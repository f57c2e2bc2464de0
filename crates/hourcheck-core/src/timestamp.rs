//! 目标小时计算（当前时间 - 偏移小时）
use std::ops::Sub;

use chrono::{Datelike, Duration, Timelike};

/// 目标小时的各字段（定宽补零字符串，直接用于模板代入）
#[derive(Debug, Clone, PartialEq, Eq)]
pub struct HourStamp {
    pub year: String,
    pub month: String,
    pub day: String,
    pub hour: String,
}

impl HourStamp {
    /// 从任意日期时间提取 年(4位)/月/日/时(2位)
    pub fn from_datetime<T: Datelike + Timelike>(dt: &T) -> Self {
        Self {
            year: format!("{:04}", dt.year()),
            month: format!("{:02}", dt.month()),
            day: format!("{:02}", dt.day()),
            hour: format!("{:02}", dt.hour()),
        }
    }

    /// `now` 回退 `offset_hours` 小时后的目标小时；跨日/月/年由 chrono 的日历运算处理
    pub fn hours_before<T>(now: T, offset_hours: u32) -> Self
    where
        T: Sub<Duration, Output = T> + Datelike + Timelike,
    {
        let target = now - Duration::hours(i64::from(offset_hours));
        Self::from_datetime(&target)
    }
}

impl std::fmt::Display for HourStamp {
    fn fmt(&self, f: &mut std::fmt::Formatter<'_>) -> std::fmt::Result {
        write!(f, "{}-{}-{}T{}", self.year, self.month, self.day, self.hour)
    }
}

****

## Work instructions
State how many lines in the entries above hold the word "Datelike", with no further text.

## Solved exercise
3